Assignment. With both ends included, repeat exactly the lines of the entries below from the one containing "Error::Ble(e)" down to the one containing "Primary GATT service.", and no others.

Data for analysis.
[Start of section]

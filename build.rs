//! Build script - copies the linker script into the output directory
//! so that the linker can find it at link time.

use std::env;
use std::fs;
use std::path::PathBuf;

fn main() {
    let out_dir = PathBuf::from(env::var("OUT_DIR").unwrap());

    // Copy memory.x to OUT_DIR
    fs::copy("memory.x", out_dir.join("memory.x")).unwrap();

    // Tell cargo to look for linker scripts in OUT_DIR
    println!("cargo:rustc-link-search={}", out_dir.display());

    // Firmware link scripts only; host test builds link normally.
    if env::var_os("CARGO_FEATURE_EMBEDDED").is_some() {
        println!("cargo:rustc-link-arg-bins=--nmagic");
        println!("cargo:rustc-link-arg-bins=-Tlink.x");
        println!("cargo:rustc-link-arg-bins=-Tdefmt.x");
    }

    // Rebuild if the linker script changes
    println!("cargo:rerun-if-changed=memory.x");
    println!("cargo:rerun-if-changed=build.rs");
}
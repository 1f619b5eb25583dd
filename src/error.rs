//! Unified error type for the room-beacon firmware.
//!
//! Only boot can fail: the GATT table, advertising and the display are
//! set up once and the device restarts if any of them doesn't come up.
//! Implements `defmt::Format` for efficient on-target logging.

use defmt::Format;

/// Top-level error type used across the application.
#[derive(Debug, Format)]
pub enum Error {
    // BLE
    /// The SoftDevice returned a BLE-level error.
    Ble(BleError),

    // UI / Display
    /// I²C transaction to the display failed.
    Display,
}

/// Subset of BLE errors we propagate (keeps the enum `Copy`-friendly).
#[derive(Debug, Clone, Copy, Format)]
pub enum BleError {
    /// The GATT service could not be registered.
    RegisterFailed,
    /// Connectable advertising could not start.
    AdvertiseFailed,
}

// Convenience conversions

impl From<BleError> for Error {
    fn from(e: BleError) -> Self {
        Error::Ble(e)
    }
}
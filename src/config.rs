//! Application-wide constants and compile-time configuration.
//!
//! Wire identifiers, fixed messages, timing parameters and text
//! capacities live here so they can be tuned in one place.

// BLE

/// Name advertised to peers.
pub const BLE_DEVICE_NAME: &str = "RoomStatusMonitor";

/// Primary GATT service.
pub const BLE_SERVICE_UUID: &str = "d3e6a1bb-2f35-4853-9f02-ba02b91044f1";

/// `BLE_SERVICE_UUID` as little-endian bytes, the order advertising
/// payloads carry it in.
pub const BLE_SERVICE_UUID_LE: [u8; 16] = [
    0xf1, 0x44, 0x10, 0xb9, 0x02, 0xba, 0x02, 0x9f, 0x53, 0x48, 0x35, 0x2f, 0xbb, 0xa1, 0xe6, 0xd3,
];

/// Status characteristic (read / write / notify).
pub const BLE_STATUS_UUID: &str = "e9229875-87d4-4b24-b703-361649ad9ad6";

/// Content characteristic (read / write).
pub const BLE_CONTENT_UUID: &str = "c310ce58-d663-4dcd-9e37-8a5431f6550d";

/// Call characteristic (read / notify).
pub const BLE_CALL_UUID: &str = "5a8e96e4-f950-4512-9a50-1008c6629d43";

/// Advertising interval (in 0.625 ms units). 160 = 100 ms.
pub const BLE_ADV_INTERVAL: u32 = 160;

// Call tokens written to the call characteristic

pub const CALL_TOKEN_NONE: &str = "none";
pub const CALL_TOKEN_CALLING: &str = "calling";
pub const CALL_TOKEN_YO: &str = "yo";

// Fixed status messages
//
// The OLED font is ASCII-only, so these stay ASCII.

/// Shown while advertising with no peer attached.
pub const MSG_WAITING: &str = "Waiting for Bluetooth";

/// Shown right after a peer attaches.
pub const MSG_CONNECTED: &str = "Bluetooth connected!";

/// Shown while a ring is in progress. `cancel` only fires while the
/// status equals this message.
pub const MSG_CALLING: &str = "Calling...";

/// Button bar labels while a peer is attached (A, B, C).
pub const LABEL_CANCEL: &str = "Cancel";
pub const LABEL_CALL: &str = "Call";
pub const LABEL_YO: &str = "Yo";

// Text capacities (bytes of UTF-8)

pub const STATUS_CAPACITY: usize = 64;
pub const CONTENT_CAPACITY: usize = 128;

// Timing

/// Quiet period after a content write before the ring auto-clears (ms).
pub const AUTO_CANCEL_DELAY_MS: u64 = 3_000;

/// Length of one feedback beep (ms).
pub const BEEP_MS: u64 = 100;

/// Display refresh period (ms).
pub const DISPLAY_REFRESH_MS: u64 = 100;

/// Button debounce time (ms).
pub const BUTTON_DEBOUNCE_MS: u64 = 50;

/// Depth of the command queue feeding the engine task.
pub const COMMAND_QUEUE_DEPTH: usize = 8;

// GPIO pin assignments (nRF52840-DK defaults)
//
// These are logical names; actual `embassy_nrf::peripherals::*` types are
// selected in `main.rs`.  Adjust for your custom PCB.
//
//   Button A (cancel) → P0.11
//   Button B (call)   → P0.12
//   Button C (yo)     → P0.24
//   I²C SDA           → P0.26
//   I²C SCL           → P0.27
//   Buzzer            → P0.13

[End of section]

Written solution.
        Error::Ble(e)
    }
}
filename src/config.rs
//! Application-wide constants and compile-time configuration.
//!
//! Wire identifiers, fixed messages, timing parameters and text
//! capacities live here so they can be tuned in one place.

// BLE

/// Name advertised to peers.
pub const BLE_DEVICE_NAME: &str = "RoomStatusMonitor";

/// Primary GATT service.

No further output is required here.